Tesla began taking orders for its Model 3 sedan, priced at $35,000 (about Rs 25 lakh), from customers in the country in April last year.
It will go into production late this year, and come to India only in 2018. Tesla is planning a staggered global launch, starting with the US. The countries with right-hand drive are likely to get the cars a little later.
This year, Indian car aficionados are likely to get the older models of Tesla.
Musk’s tweet, however, didn’t provide any detail, such as whether or not the company would bring its Model S and Model X offerings to India before the Model 3 arrives.
In January, Tesla announced that it had sold 76,230 cars in 2016, narrowly missing its sales target of 80,000.
That India is on the radar of both the company and Musk -- not only as a market but also for manufacturing -- has been evident for some time.

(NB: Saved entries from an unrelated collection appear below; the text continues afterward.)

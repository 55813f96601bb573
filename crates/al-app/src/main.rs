use std::path::{Path, PathBuf};

use al_ascii::{detect_capabilities, select_backend};
use al_core::config::{RenderConfig, load_config};
use al_source::video::VideoSource;
use anyhow::{Context, Result};
use clap::Parser;
use crossterm::event::{DisableFocusChange, EnableFocusChange};

pub mod app;
pub mod cli;
pub mod pane;
pub mod snapshot;
pub mod stats;

fn main() -> Result<()> {
    // 1. CLI
    let cli = cli::Cli::parse();

    // 2. Logging
    env_logger::Builder::new()
        .filter_level(cli.log_level.parse().unwrap_or(log::LevelFilter::Warn))
        .init();

    // 3. Config, then command-line overrides
    let mut config = resolve_config(&cli)?;
    cli.apply_overrides(&mut config);

    // 4. Headless export
    if let Some(output) = cli.snapshot.clone() {
        let opts = snapshot::SnapshotOptions {
            output,
            at: cli.at,
            font: cli.font.clone().context("--snapshot needs --font <file.ttf>")?,
            width: cli.width,
            height: cli.height,
            dpr: cli.dpr,
        };
        let [video] = cli.video.as_slice() else {
            anyhow::bail!("--snapshot takes exactly one --video");
        };
        return snapshot::export(video, &config, &opts);
    }

    // 5. One capture thread and backend per clip, before touching the terminal
    let mut panes = Vec::with_capacity(cli.video.len());
    for video in &cli.video {
        panes.push(open_pane(video, &config)?);
    }
    let mut app_instance = app::App::new(panes);

    // 6. Terminal
    let terminal = ratatui::init();
    if let Err(e) = crossterm::execute!(std::io::stdout(), EnableFocusChange) {
        log::warn!("focus reporting unavailable: {e}");
    }

    // 7. Main loop
    let result = app_instance.run(terminal);

    // 8. Teardown: workers and capture threads joined, terminal restored
    drop(app_instance);
    let _ = crossterm::execute!(std::io::stdout(), DisableFocusChange);
    ratatui::restore();

    result
}

/// Probe `video`, start its capture thread and pick its backend.
fn open_pane(video: &Path, config: &RenderConfig) -> Result<pane::Pane> {
    let source = VideoSource::open(video, config.capture_width)
        .with_context(|| format!("cannot open {}", video.display()))?;
    let backend = select_backend(config, detect_capabilities())?;
    let label = video
        .file_name()
        .map_or_else(|| video.display().to_string(), |n| n.to_string_lossy().into_owned());
    pane::Pane::new(label, config.clone(), Box::new(source), backend)
}

/// Resolve config: preset takes priority over --config.
fn resolve_config(cli: &cli::Cli) -> Result<RenderConfig> {
    if let Some(ref name) = cli.preset {
        let path = PathBuf::from(format!("config/presets/{name}.toml"));
        if path.exists() {
            load_config(&path)
        } else {
            anyhow::bail!("unknown preset: {name}. See config/presets/ (jade, compact, blocks)");
        }
    } else if cli.config.exists() {
        load_config(&cli.config)
    } else {
        log::warn!(
            "config not found: {}. Using defaults.",
            cli.config.display()
        );
        Ok(RenderConfig::default())
    }
}
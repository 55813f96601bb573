use al_ascii::backend::{RenderBackend, Submission};
use al_core::config::RenderConfig;
use al_core::frame::Container;
use al_core::playback::{PlaybackDriver, Tick};
use al_core::traits::FrameSource;
use al_render::canvas::GlyphCanvas;
use al_render::terminal::TerminalSurface;
use anyhow::Result;
use ratatui::buffer::Buffer;
use ratatui::layout::Rect;

use crate::stats::RenderStats;

/// Draws averaged by the recent-rate window.
const STATS_WINDOW: usize = 30;

/// One render instance: a clip, its backend and its own terminal region.
///
/// Panes share nothing. Each owns its capture thread (behind `source`), its
/// backend (and worker, when offloaded), its scrub state and its canvas.
pub struct Pane {
    label: String,
    config: RenderConfig,
    source: Box<dyn FrameSource>,
    backend: Box<dyn RenderBackend<TerminalSurface>>,
    canvas: GlyphCanvas<TerminalSurface>,
    driver: PlaybackDriver,
    stats: RenderStats,
    focused: bool,
    area_empty: bool,
}

impl Pane {
    /// Assemble an instance. Nothing is requested from the source yet.
    ///
    /// # Errors
    /// Returns an error if the configured ramp cannot be drawn.
    pub fn new(
        label: impl Into<String>,
        config: RenderConfig,
        source: Box<dyn FrameSource>,
        backend: Box<dyn RenderBackend<TerminalSurface>>,
    ) -> Result<Self> {
        let label = label.into();
        let canvas = GlyphCanvas::new(TerminalSurface::new(&config), &config)?;
        let driver = PlaybackDriver::new(config.target_fps, config.end_buffer);
        let stats = RenderStats::new(config.target_fps, STATS_WINDOW);
        log::info!(
            "{label}: {} backend, clip {:.2}s, {} fps",
            backend.name(),
            source.duration(),
            config.target_fps
        );
        Ok(Self {
            label,
            config,
            source,
            backend,
            canvas,
            driver,
            stats,
            focused: true,
            area_empty: true,
        })
    }

    /// Rewind the clip and ask for the first frame.
    pub fn start(&mut self) {
        self.driver.reset();
        self.source.request_seek(0.0);
    }

    /// One cooperative iteration: advance the scrub clock, hand a landed
    /// frame to the backend, collect finished grids.
    ///
    /// Returns `true` if the canvas changed and needs to be shown.
    pub fn step(&mut self, now_ms: f64) -> bool {
        match self
            .driver
            .tick(now_ms, self.source.duration(), self.source.is_seeking())
        {
            Tick::Seek(position) => self.source.request_seek(position),
            Tick::Hidden | Tick::Throttled | Tick::NotReady => {}
        }

        let mut changed = false;
        if let Some(seeked) = self.source.poll_seeked() {
            match seeked.frame {
                Some(frame) => match self.backend.submit_frame(frame, &mut self.canvas) {
                    Submission::Submitted => changed |= !self.backend.is_busy(),
                    Submission::Dropped => {
                        self.stats.record_dropped();
                        log::trace!("{}: frame at {:.3}s dropped", self.label, seeked.position);
                    }
                },
                None => {
                    self.stats.record_missing();
                    log::debug!("{}: no frame captured at {:.3}s", self.label, seeked.position);
                }
            }
        }

        changed |= self.backend.poll(&mut self.canvas);
        if changed {
            self.stats.record_drawn(now_ms);
            log::trace!(
                "{}: {:.1} fps, {:.0}% of target",
                self.label,
                self.stats.recent_fps(),
                self.stats.pace() * 100.0
            );
        }
        changed
    }

    /// The pane now covers `cols × rows` terminal cells.
    pub fn resize_to(&mut self, cols: u16, rows: u16) {
        let container = Container::new(
            f32::from(cols) * self.config.cell_width(),
            f32::from(rows) * self.config.cell_height(),
            1.0,
        );
        if let Some(dims) = self.canvas.resize(container) {
            self.backend.resize(dims);
        }
        self.area_empty = cols == 0 || rows == 0;
        self.update_visibility();
    }

    /// Terminal focus changed.
    pub fn set_focused(&mut self, focused: bool) {
        self.focused = focused;
        self.update_visibility();
    }

    fn update_visibility(&mut self) {
        let visible = !self.area_empty && (self.focused || !self.config.pause_when_unfocused);
        if visible != self.driver.is_visible() {
            log::debug!("{}: visible = {visible}", self.label);
        }
        self.driver.set_visible(visible);
    }

    /// Copy the canvas into `buf` at `area`.
    pub fn render(&self, buf: &mut Buffer, area: Rect) {
        self.canvas.surface().render(buf, area);
    }

    /// Join the worker and log the session totals.
    pub fn dispose(&mut self) {
        self.backend.dispose();
        log::info!("{}: {}", self.label, self.stats.report());
    }

    #[must_use]
    pub fn canvas(&self) -> &GlyphCanvas<TerminalSurface> {
        &self.canvas
    }

    #[must_use]
    pub fn driver(&self) -> &PlaybackDriver {
        &self.driver
    }

    #[must_use]
    pub fn stats(&self) -> &RenderStats {
        &self.stats
    }
}

#[cfg(test)]
pub(crate) mod tests {
    use std::sync::{Arc, Mutex};

    use super::*;
    use al_ascii::inline::InlineBackend;
    use al_ascii::worker::{OffloadedBackend, WorkerReply, WorkerRequest};
    use al_core::frame::{FrameBuffer, Seeked};

    /// In-memory clip: every seek lands on the next poll with a flat frame of
    /// luminance `luma`, or without a frame when `luma` is `None`.
    pub(crate) struct StillClip {
        pub duration: f64,
        pub luma: Option<u8>,
        pub pending: Option<f64>,
        pub requests: Arc<Mutex<Vec<f64>>>,
    }

    impl StillClip {
        pub(crate) fn new(luma: Option<u8>) -> Self {
            Self {
                duration: 2.0,
                luma,
                pending: None,
                requests: Arc::default(),
            }
        }
    }

    impl FrameSource for StillClip {
        fn duration(&self) -> f64 {
            self.duration
        }
        fn is_seeking(&self) -> bool {
            self.pending.is_some()
        }
        fn request_seek(&mut self, position: f64) {
            self.pending = Some(position);
            if let Ok(mut log) = self.requests.lock() {
                log.push(position);
            }
        }
        fn poll_seeked(&mut self) -> Option<Seeked> {
            let position = self.pending.take()?;
            let frame = self.luma.map(|v| {
                let mut frame = FrameBuffer::new(16, 16);
                for px in frame.data.chunks_exact_mut(4) {
                    px.copy_from_slice(&[v, v, v, 255]);
                }
                frame
            });
            Some(Seeked { position, frame })
        }
    }

    pub(crate) fn config() -> RenderConfig {
        RenderConfig {
            ramp: " .#".into(),
            ..RenderConfig::default()
        }
    }

    pub(crate) fn pane(luma: Option<u8>) -> (Pane, Arc<Mutex<Vec<f64>>>) {
        let config = config();
        let source = StillClip::new(luma);
        let requests = Arc::clone(&source.requests);
        let backend = Box::new(InlineBackend::new(&config).unwrap());
        let pane = Pane::new("clip", config, Box::new(source), backend).unwrap();
        (pane, requests)
    }

    #[test]
    fn first_frame_is_drawn_from_position_zero() {
        let (mut pane, requests) = pane(Some(0));
        pane.resize_to(20, 5);
        pane.start();
        assert!(pane.step(0.0));
        assert_eq!(pane.canvas().surface().get(0, 0), Some('#'));
        assert_eq!(pane.canvas().surface().get(19, 4), Some('#'));
        assert_eq!(requests.lock().unwrap()[0], 0.0);
    }

    #[test]
    fn ticks_scrub_forward() {
        let (mut pane, requests) = pane(Some(0));
        pane.resize_to(20, 5);
        pane.start();
        pane.step(0.0);
        pane.step(50.0);
        pane.step(100.0);
        let positions = requests.lock().unwrap().clone();
        assert_eq!(positions.len(), 3);
        assert!(positions[2] > positions[1]);
        assert!((pane.driver().position() - positions[2]).abs() < 1e-12);
        assert_eq!(pane.stats().report().drawn, 3);
        assert!((pane.stats().recent_fps() - 20.0).abs() < 1e-9);
    }

    #[test]
    fn focus_loss_pauses_scrubbing() {
        let (mut pane, requests) = pane(Some(0));
        pane.resize_to(20, 5);
        pane.start();
        pane.step(0.0);
        pane.set_focused(false);
        for i in 1..20 {
            pane.step(f64::from(i) * 100.0);
        }
        assert_eq!(requests.lock().unwrap().len(), 1);
        pane.set_focused(true);
        pane.step(5000.0);
        assert_eq!(requests.lock().unwrap().len(), 2);
    }

    #[test]
    fn empty_area_is_hidden() {
        let (mut pane, _) = pane(Some(0));
        pane.resize_to(0, 0);
        assert!(!pane.driver().is_visible());
        pane.resize_to(10, 3);
        assert!(pane.driver().is_visible());
        assert_eq!(pane.canvas().surface().size(), (10, 3));
    }

    #[test]
    fn failed_captures_are_counted_not_drawn() {
        let (mut pane, _) = pane(None);
        pane.resize_to(20, 5);
        pane.start();
        assert!(!pane.step(0.0));
        assert!(!pane.step(50.0));
        let report = pane.stats().report();
        assert_eq!(report.missing, 2);
        assert_eq!(report.drawn, 0);
        assert_eq!(pane.canvas().surface().get(0, 0), Some(' '));
    }

    #[test]
    fn frames_landing_while_busy_are_counted_as_dropped() {
        let config = config();
        let (request_tx, requests) = flume::unbounded::<WorkerRequest>();
        let (replies, reply_rx) = flume::unbounded::<WorkerReply>();
        let (recycle_tx, _recycled) = flume::bounded(2);
        let backend = OffloadedBackend::with_channels(request_tx, reply_rx, recycle_tx);
        let source = StillClip::new(Some(0));
        let mut pane = Pane::new("busy", config, Box::new(source), Box::new(backend)).unwrap();
        pane.resize_to(20, 5);
        pane.start();

        assert!(!pane.step(0.0));
        assert!(!pane.step(50.0));
        assert!(!pane.step(100.0));
        let report = pane.stats().report();
        assert_eq!(report.dropped, 2);
        assert_eq!(report.drawn, 0);
        // Init and the single frame in flight.
        assert_eq!(requests.len(), 2);
        drop(replies);
    }
}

During Prime Minister Narendra Modi’s visit to Silicon Valley in September 2015, he took a tour of Tesla’s plant and met with Musk to discuss the use of renewable energy in India’s hinterland. The cost of storing energy produced from sources such as solar and wind is still far too expensive. Musk has been an advocate of lowering costs through mass production.
Soon after, in October that year, Musk hinted that India would be a great manufacturing base for the lithium-ion batteries that power Tesla’s cars and its Powerwall energy storage units.
“Given the high local demand, a Gigafactory (extremely large lithium-ion cell manufacturing unit) in India would probably make sense in the long term,” Musk had tweeted.
With growing concerns of rising pollution levels in large cities such as Delhi and Bengaluru, India is witnessing an increased push for zero-emission electric vehicles.
State governments of Delhi and Karnataka have eliminated all local taxes on electric vehicles, partly offsetting the high cost for manufacturing these.
Even at the Centre, subsidies for electric vehicles to boost sales across the country have been rolled out under the National Electric Mobility Mission Plan.
However, despite this, the country’s only electric car manufacturer, Mahindra Reva, has struggled to drive sales of its e2o hatchback, and is instead turning to leasing its cars out to corporate cab companies.
When Tesla began accepting bookings for its Model 3 sedan in India last April, ownership of the futuristic car caught the fancy of India’s new-age technology leaders such as Vishal Gondal, CEO, GOQii; Paytm founder Vijay Shekhar Sharma and venture capitalist Mahesh Murthy.
Image: Prime Minister Narendra Modi at the Tesla headquarters in California in September 2015.